An Eighteenth Century Pye Recipe

When recipe books come to Swann, the only thing to do is test them out. In our upcoming October 18 sale of Early Printed, Medical, Scientific & Travel Books is an unusual cookbook from eighteenth-century England. Edward Kidder’s Receipts of Pastry and Cookery provides instructions in the making of over one hundred “pyes,” puddings, and pickles.

Left: twenty-first century pie; Right: eighteenth century pye

Edward Kidder ran a popular pie shop and baking school in London in the early eighteenth century. He published a recipe book to allow his pupils to recreate the pies in their own homes, as well as a sort of advertisement for his services. The book is beautifully printed with individually engraved pages, which Senior Specialist Tobias Abeloff remarked is highly unusual–by the 1700s, the vast majority of books were printed on a standard press with movable type.

Kidder, who called himself “pastry master,” was something of a celebrity chef in his day. The book includes the first published recipe for puff pastry, which we replicated exactly to make our pies.

Puff Paste
Lay down a pound of flower, break into it 2 ounces of butter & eggs: then make it into Paste with cold water: then work the other part of the pound of butter to the stiffness of your paste: then roul out your paste into a Square Sheet: Stick it all over with bitts of butter: flower it, and roul it up like a collar, double it up at both ends that they meet in the middle, roul it out again as aforesaid till all the pound of butter is in.

Edward Kidder, Receipts of Pastry and Cookery, For the Use of his Scholars. Who teaches at his School in Queen Street, near St. Thomas Apostles, London, 1733-34. Estimate $2,000 to $3,000.

A fascinating part of this particular example is that there is a small handwritten inscription on the verso of the portrait from one woman to another.  There is no other date given in the book, and scholarship cannot agree on the exact date of publication of Kidder’s Receipts. The inscription reads:“[illegible] her book February the 12th 1733/4 the day I began learning of Mr Kidder.” This gives us a clearer idea of when the book was first published.

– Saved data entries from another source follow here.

//! # Calendar Generator
//!
//! Builds the month grid shown to renters and owners. Weeks start on Sunday;
//! the first and last week are padded with empty cells. Pure: no I/O, and the
//! same inputs always produce the same grid.

use std::collections::BTreeSet;

use chrono::{Datelike, Months, NaiveDate};
use serde::Serialize;

use crate::error::{AppError, Result, ValidationErrors};

pub const MIN_YEAR: i32 = 1970;
pub const MAX_YEAR: i32 = 2100;

#[derive(Debug, Clone, Copy, PartialEq, Eq, Serialize)]
#[serde(rename_all = "lowercase")]
pub enum DayState {
    /// Before today and not blocked.
    Past,
    /// Blocked, whether past or not. See `DayCell::is_past`.
    Unavailable,
    /// Today or later, and not blocked.
    Available,
    /// An available day the caller picked.
    Selected,
}

#[derive(Debug, Clone, Copy, PartialEq, Eq, Serialize)]
pub struct DayCell {
    pub date: NaiveDate,
    pub state: DayState,
    pub is_past: bool,
}

impl DayCell {
    fn classify(date: NaiveDate, unavailable: &BTreeSet<NaiveDate>, today: NaiveDate) -> Self {
        let is_past = date < today;
        let state = if unavailable.contains(&date) {
            DayState::Unavailable
        } else if is_past {
            DayState::Past
        } else {
            DayState::Available
        };
        Self { date, state, is_past }
    }

    /// Only future, unblocked days are interactive.
    pub fn is_selectable(&self) -> bool {
        matches!(self.state, DayState::Available | DayState::Selected)
    }
}

pub type Week = [Option<DayCell>; 7];

#[derive(Debug, Clone, PartialEq, Eq, Serialize)]
pub struct MonthGrid {
    pub year: i32,
    pub month: u32,
    pub weeks: Vec<Week>,
}

impl MonthGrid {
    pub fn cells(&self) -> impl Iterator<Item = &DayCell> {
        self.weeks.iter().flatten().flatten()
    }

    pub fn cell(&self, date: NaiveDate) -> Option<&DayCell> {
        self.cells().find(|c| c.date == date)
    }

    /// Marks `date` as selected. Ignored unless the cell is available.
    pub fn select(mut self, date: NaiveDate) -> Self {
        for cell in self.weeks.iter_mut().flatten().flatten() {
            if cell.date == date && cell.state == DayState::Available {
                cell.state = DayState::Selected;
            }
        }
        self
    }

    pub fn previous_month(&self) -> (i32, u32) {
        if self.month == 1 {
            (self.year - 1, 12)
        } else {
            (self.year, self.month - 1)
        }
    }

    pub fn next_month(&self) -> (i32, u32) {
        if self.month == 12 {
            (self.year + 1, 1)
        } else {
            (self.year, self.month + 1)
        }
    }
}

/// First and last day of a month, after range-checking `year` and `month`.
pub fn month_bounds(year: i32, month: u32) -> Result<(NaiveDate, NaiveDate)> {
    let mut errors = ValidationErrors::new();
    if !(MIN_YEAR..=MAX_YEAR).contains(&year) {
        errors.add("year", format!("Year must be between {MIN_YEAR} and {MAX_YEAR}."));
    }
    if !(1..=12).contains(&month) {
        errors.add("month", "Month must be between 1 and 12.");
    }
    errors.into_result()?;

    let first = NaiveDate::from_ymd_opt(year, month, 1)
        .ok_or_else(|| AppError::ValidationError(invalid_month()))?;
    let last = first
        .checked_add_months(Months::new(1))
        .and_then(|next| next.pred_opt())
        .ok_or_else(|| AppError::ValidationError(invalid_month()))?;
    Ok((first, last))
}

fn invalid_month() -> ValidationErrors {
    let mut errors = ValidationErrors::new();
    errors.add("month", "Month is out of range.");
    errors
}

/// Classifies every day of `year`-`month` against `unavailable` and `today`.
pub fn generate_month(
    year: i32,
    month: u32,
    unavailable: &BTreeSet<NaiveDate>,
    today: NaiveDate,
) -> Result<MonthGrid> {
    let (first, last) = month_bounds(year, month)?;

    let mut weeks = Vec::with_capacity(6);
    let mut week: Week = [None; 7];
    let mut column = first.weekday().num_days_from_sunday() as usize;

    for date in first.iter_days().take_while(|d| *d <= last) {
        week[column] = Some(DayCell::classify(date, unavailable, today));
        column += 1;
        if column == 7 {
            weeks.push(week);
            week = [None; 7];
            column = 0;
        }
    }
    if column > 0 {
        weeks.push(week);
    }

    Ok(MonthGrid { year, month, weeks })
}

The title page includes a note advising “Ladies may be taught in their own houses.” The book contains recipes for all sorts of things, but the bulk of the pages are devoted to pyes. Some of the recipes would be right at home in a modern cookbook, such as Mushroom Pye and Venison Pye. Others, like Battalia Pye, were almost too strange to read. There is even a Swan(n) Pye!

A Battalia Pye
Take 4 small chickens, 4 squob pidgeons, 4 sucking rabbits, cut them into pieces, season it with savory spice and lay them in the pye with 4 sweetbreads sliced and as many sheeps tongues, 2 shiver’d pallats, 2 pair of lamb stones, 20 or 30 cocks combs with savoury balls & oysters, lay on butter & close the pye A L ear.

Communications Assistant Ferry Foster chose to do An Artichoke Pye.

An Artichoke Pye

Take the bottoms of 6 or 8 artichokes being boil’d & slic’d, season them with Sweet Spice, and mix them with the marrow of 3 bones, with fruit & preserves as ye lamb pye and a caudle. A Skerret or Pottatoe Pye’s made the same way.

The first step was interpretation. The recipe called for fruit: we figured that in 1733, “fruit” referred to any kind of edible vegetation, rather than the stricter definition in use today. The recipe also called for “Sweet Spice;” according to Kidder, Sweet Spice is cloves, mace, nutmeg, cinnamon and salt; if for meat pyes, fowls or fish with a little fine pepper. Savoury spice is pepper, salt, cloves, mace & nutmeg.

Three of Kidders recipes and some “fruits”

We found a modern equivalent to the recipe which would give us baking times and measurements, as well as some ideas for “fruit.” We chose a Mario Batali recipe because it seemed closest, despite having a recommended bechamel sauce.

Comparing recipes

We followed Kidder’s recipe for the crust (flour, eggs, butter); Batali’s recipe to soften the artichokes (fried, with onions); and Kidder’s mixture of spices (minus mace). At this point there was a disagreement about which recipe to follow: the fruit and preserves of Kidder, or the bechamel of Batali? We decided to make two pies.

The first pie followed Kidder’s recipe: we added red peppers (our “fruit”) and a savory chutney (“preserves”). We hadn’t found any bones or marrow, so we scooped in some bullion paste.

Kidder’s recipe looks a little bit like cat food

For the second, Batali pie, we cooked a creamy bechamel sauce with milk and butter and mixed it in with the artichokes, along with some parsley. We covered both pies with the rest of the dough and followed Batali’s directions for oven temperature and cook time.

Forty minutes later, we had two beautiful pies! The Kidder pie tasted sumptuous and medieval, as if we should have been wearing velvet robes and preparing to hunt a unicorn in the morning. The Batali recipe was warm and familiar, like a shepherd’s pie. Both were delicious.